Madison Sheahan, a 29-year-old who was Noem’s political director when she was governor of South Dakota and then the executive director for the South Dakota Republican Party, was hired by Noem as ICE’s deputy director in March 2025. She resigned in January to announce she was running for a congressional seat in her home state of Ohio.

According to the report by the Examiner’s Anna Giaritelli, three sources described millions of taxpayer dollars being “wasted” on acquiring “thousands” of vehicles for ICE that are viewed by the agents as unusable.

“ICE has never had marked vehicles,” said one source familiar with the purchases. “In talking to people, they’re like, ‘We don’t want to use these, we can’t.’”

“ICE’s top brass are quietly searching for a way to amend the remainder of a massive order of pick-up trucks and SUVs that were ordered last year and slated to be wrapped with the agency’s name, logo, and motto, as well as storing away many vehicles that have been delivered to ICE facilities across the country,” wrote Giaritelli.

ICE’s operations have been heavily covered by media outlets across the country, specifically their use of face masks, plainclothes, and vehicles that are unmarked or have switched license plates to conceal the identities of their agents. Critics have called such tactics detrimental to transparency and accountability while the Trump administration has defended them as necessary to protect agents from reprisals.

Despite ICE’s efforts to conceal their agents and operations, Sheahan still “placed a bulk order for vehicles clearly marked with ICE’s logo,” wrote Giaritelli, and “now, ICE is trying to figure out how to fix her mistake” because it has been long-standing “protocol” to not drive identifiable vehicles for the vast majority of their activities.

“If leadership would have been consulted — leadership being the executive assistant directors, do you need marked vehicles, the people that have done this job would have said, ‘We don’t need marked vehicles, because you’re not going to use them,’” a source said.

Instead, wrote Giaritelli, Sheahan spent the last half of 2025 “upgrad[ing] much of the workforce’s fleet from unmarked cars to marked ones, purchasing a couple of thousand vehicles.”

The Examiner’s sources said that Noem and Lewandowski “supported Sheahan’s plan,” as it fit well with their “flashy campaign to intimidate illegal immigrants in the United States into self-deporting.”

Last August, DHS bragged about the new vehicles in social media posts made as part of the agency’s ICE recruitment efforts.

ICE has been on a hiring spree during Trump’s second term and “absolutely” needed to purchase more vehicles, a source told the Examiner, but ones with the ICE logo “cannot be used to go into communities and search for specific illegal immigrants that officers are searching for because they tip off anyone in eyesight that ICE is out.”

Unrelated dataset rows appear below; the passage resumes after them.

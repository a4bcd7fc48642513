// ============================================================
// TrainUseCase
// ============================================================
// Orchestrates the full training pipeline in order:
//
//   Step 1: Load the processed corpus      (data)
//   Step 2: Validate it is trainable       (here)
//   Step 3: Build / load tokenizer         (infra)
//   Step 4: Tokenise into samples          (data)
//   Step 5: Split train/validation         (data)
//   Step 6: Batch for both backends        (data)
//   Step 7: Start the metrics monitor      (infra)
//   Step 8: Run the epoch loop             (ml)
//   Step 9: Save model + config            (infra)
//
// The monitor is always stopped before this returns, on the
// failure path included, so no server thread outlives the run.

use crate::config::{AppConfig, TrainingConfig};
use crate::data::{
    batcher::LmBatcher, dataset, loader, splitter::split_data, writer::DatasetWriter,
};
use crate::error::{PipelineError, Result};
use crate::infra::{
    checkpoint::CheckpointManager,
    monitor::TrainingMonitor,
    tokenizer_store::TokenizerStore,
};
use crate::ml::trainer::{run_training, MyBackend, MyInnerBackend};

const VOCAB_SIZE: usize = 10_000;

pub struct TrainUseCase {
    processed_dir: String,
    output_dir:    String,
    monitor_port:  u16,
    config:        TrainingConfig,
}

impl TrainUseCase {
    pub fn new(app_config: &AppConfig, config: TrainingConfig) -> Self {
        Self {
            processed_dir: app_config.processed_dir.clone(),
            output_dir:    app_config.train_output_dir.clone(),
            monitor_port:  app_config.monitor_port,
            config,
        }
    }

    /// Execute the full training pipeline end to end.
    pub fn execute(&self) -> Result<()> {
        let mut monitor = TrainingMonitor::new(self.monitor_port);
        monitor.start();

        let result = self.train(&monitor);

        monitor.stop();
        result
    }

    fn train(&self, monitor: &TrainingMonitor) -> Result<()> {
        let cfg = &self.config;
        tracing::info!(
            "Starting training: epochs={}, batch_size={}",
            cfg.epochs, cfg.batch_size
        );

        // ── Step 1: Load processed corpus ─────────────────────────────────────
        let corpus_path = DatasetWriter::new(self.processed_dir.clone()).corpus_path();
        let records = loader::load_processed(&corpus_path)?;
        tracing::info!("Loaded {} processed records", records.len());

        // ── Step 2: Validate ──────────────────────────────────────────────────
        if records.is_empty() {
            return Err(PipelineError::Validation(
                "processed dataset is empty, nothing to train on".to_string(),
            ));
        }

        // ── Step 3: Build / load tokenizer ────────────────────────────────────
        let texts: Vec<String> = records.iter().map(|r| r.text.clone()).collect();
        let tokenizer = TokenizerStore::new(&self.output_dir).load_or_build(&texts, VOCAB_SIZE)?;

        // ── Step 4: Tokenise into next-token samples ──────────────────────────
        let samples = dataset::build_samples(&records, &tokenizer, cfg.max_seq_length)?;
        if samples.is_empty() {
            return Err(PipelineError::Validation(
                "no record produced a usable training sample".to_string(),
            ));
        }

        // ── Step 5: Train / validation split ──────────────────────────────────
        let (train_samples, val_samples) = split_data(samples, cfg.validation_split);
        tracing::info!(
            "Split: {} train, {} validation",
            train_samples.len(),
            val_samples.len()
        );

        // ── Step 6: Batch each phase on its backend ───────────────────────────
        let device = burn::backend::ndarray::NdArrayDevice::default();
        let train_batches =
            LmBatcher::<MyBackend>::new(device).batch_all(&train_samples, cfg.batch_size);
        let val_batches =
            LmBatcher::<MyInnerBackend>::new(device).batch_all(&val_samples, cfg.batch_size);

        // ── Steps 7-8: Epoch loop with live metrics ───────────────────────────
        // Embedding rows cover exactly the ids the tokenizer can emit
        let vocab_size = tokenizer.get_vocab_size(true);
        let model = run_training(cfg, vocab_size, train_batches, val_batches, monitor)?;

        // ── Step 9: Save artifacts ────────────────────────────────────────────
        let ckpt_manager = CheckpointManager::new(self.output_dir.clone());
        ckpt_manager.save_config(cfg)?;
        ckpt_manager.save_model(&model)?;

        tracing::info!("Training completed");
        Ok(())
    }
}
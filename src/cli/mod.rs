// ============================================================
// CLI / Presentation Layer
// ============================================================
// Entry point for all user interaction, parsed with `clap`.
// All business logic is delegated to the application layer.
//
// Two commands are supported:
//   1. `process-data` — prepares the training dataset
//   2. `train`        — fine-tunes the model on the prepared data

pub mod commands;

use anyhow::{Context, Result};
use clap::Parser;
use commands::{Commands, TrainArgs};

use crate::config::{AppConfig, TrainingConfig};

#[derive(Parser, Debug)]
#[command(
    name = "llama-finetune",
    version = "0.1.0",
    about = "Prepare a text dataset and fine-tune a language model on it."
)]
pub struct Cli {
    /// The subcommand to run (process-data or train)
    #[command(subcommand)]
    pub command: Commands,
}

impl Cli {
    /// Match on the subcommand and dispatch to the correct use case.
    /// This keeps the CLI layer thin — it only routes, never computes.
    pub fn run(self) -> Result<()> {
        let config = AppConfig::from_env()?;
        match &self.command {
            Commands::ProcessData => self.run_process_data(&config),
            Commands::Train(args) => self.run_train(&config, args.clone()),
        }
    }

    /// Handles the `process-data` subcommand.
    fn run_process_data(&self, config: &AppConfig) -> Result<()> {
        use crate::application::process_data::ProcessDataUseCase;

        ProcessDataUseCase::new(config)
            .execute()
            .context("data processing failed")?;

        println!("Data processing complete.");
        Ok(())
    }

    /// Handles the `train` subcommand.
    /// Converts CLI args into a TrainingConfig and hands off.
    fn run_train(&self, config: &AppConfig, args: TrainArgs) -> Result<()> {
        use crate::application::train_use_case::TrainUseCase;

        let training: TrainingConfig = args.into();
        TrainUseCase::new(config, training)
            .execute()
            .context("training failed")?;

        println!("Training complete. Model saved.");
        Ok(())
    }
}
// ============================================================
// Cleaner
// ============================================================
// Pure filter + map over the raw record sequence. A record
// survives when:
//   1. it has a `text` field that is a string
//   2. the raw text is at least 10 characters long
//
// The length gate runs on the RAW text, before any
// normalisation. A 12-character string that collapses to 6
// allowed characters still passes; see DESIGN.md.
//
// Surviving text is normalised in this order:
//   1. trim leading/trailing whitespace
//   2. collapse internal whitespace runs to a single space
//   3. strip characters outside [ASCII word chars, whitespace, . , ? ! -]
//
// Records failing validation are dropped silently — the only
// place the reduction shows up is the final dataset stats.

use crate::domain::record::TextRecord;

const MIN_RAW_LENGTH: usize = 10;

/// Filter and normalise raw records into clean text records.
pub fn clean(records: Vec<serde_json::Value>) -> Vec<TextRecord> {
    records
        .into_iter()
        .filter_map(|item| {
            let text = item.get("text")?.as_str()?;
            if text.chars().count() < MIN_RAW_LENGTH {
                return None;
            }
            Some(TextRecord::new(normalize(text)))
        })
        .collect()
}

/// Normalise one text string: trim, collapse whitespace runs,
/// strip disallowed characters — in that order.
pub fn normalize(text: &str) -> String {
    let trimmed = text.trim();

    // Collapse whitespace runs to one space
    let mut collapsed = String::with_capacity(trimmed.len());
    let mut last_space = false;
    for c in trimmed.chars() {
        if c.is_whitespace() {
            if !last_space {
                collapsed.push(' ');
            }
            last_space = true;
        } else {
            collapsed.push(c);
            last_space = false;
        }
    }

    // Strip everything outside the allowed set
    collapsed.chars().filter(|&c| is_allowed(c)).collect()
}

/// The allowed set: ASCII word characters, whitespace, and the
/// punctuation `. , ? ! -`.
fn is_allowed(c: char) -> bool {
    c.is_ascii_alphanumeric() || c == '_' || c.is_whitespace() || matches!(c, '.' | ',' | '?' | '!' | '-')
}

// ─── Unit Tests ───────────────────────────────────────────────────────────────
#[cfg(test)]
mod tests {
    use super::*;
    use serde_json::json;

    #[test]
    fn test_normalizes_whitespace_and_punctuation() {
        // The exact end-to-end normalisation scenario: both '!'
        // are in the allowed set, so both are retained.
        assert_eq!(normalize("  Hello   world!!  "), "Hello world!!");
    }

    #[test]
    fn test_strips_disallowed_characters() {
        assert_eq!(normalize("price: $5 #deal"), "price 5 deal");
        assert_eq!(normalize("keep_under-scores, ok?"), "keep_under-scores, ok?");
    }

    #[test]
    fn test_drops_short_and_shapeless_records() {
        let raw = vec![
            json!({"text": "long enough to pass the gate"}),
            json!({"text": "tiny"}),
            json!({"text": 42}),
            json!({"label": "no text field"}),
            json!("not even an object"),
        ];
        let cleaned = clean(raw);
        assert_eq!(cleaned.len(), 1);
        assert_eq!(cleaned[0].text, "long enough to pass the gate");
    }

    #[test]
    fn test_length_gate_runs_on_raw_text() {
        // 12 raw characters, but only 6 survive stripping.
        // The record still passes the gate.
        let raw = vec![json!({"text": "ab##cd##ef##"})];
        let cleaned = clean(raw);
        assert_eq!(cleaned.len(), 1);
        assert_eq!(cleaned[0].text, "abcdef");
    }

    #[test]
    fn test_cleaning_is_idempotent_on_clean_records() {
        let raw = vec![
            json!({"text": "Hello world! This is clean."}),
            json!({"text": "Already normalized, no doubt?"}),
        ];
        let once = clean(raw);
        let twice = clean(
            once.iter().map(|r| serde_json::json!({"text": r.text})).collect(),
        );
        assert_eq!(once, twice);
    }

    #[test]
    fn test_clean_output_stays_in_allowed_set() {
        let raw = vec![json!({"text": "  Mixed <b>markup</b> & entities!  "})];
        for record in clean(raw) {
            assert!(record.text.chars().all(is_allowed));
        }
    }
}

“It’s ridiculous because you don’t want to advertise what you’re doing,” the first source said. “We’re just hiding them in a parking garage somewhere because we don’t want to drive them. Who wants to drive the marked vehicles?”

According to the source, the logo-wrapped vehicles are being stored idle at ICE facilities all over the country, unused except for  “custodial pick-ups, or when ICE asks a local jail or state prison to turn over someone in custody, and the jail agrees to do so,” wrote Giaritelli, and “cannot be used in general enforcement.”

ICE is currently working to amend the order specifications for any remaining vehicles still undelivered to make sure they don’t have any logo.

Giaritelli noted that the exact amount spent on these unusable ICE logo vehicles was unknown, as the agency had ordered a total of 2,500 new vehicles and the language that authorized the purchase in the One Big Beautiful Bill Act was “kept vague,” but she was able to calculate that “25 trucks and SUVs wrapped in the new logo” that were ordered last summer “cost $2.4 million.”

This was a “massive expenditure” and “wasted,” wrote Giaritelli.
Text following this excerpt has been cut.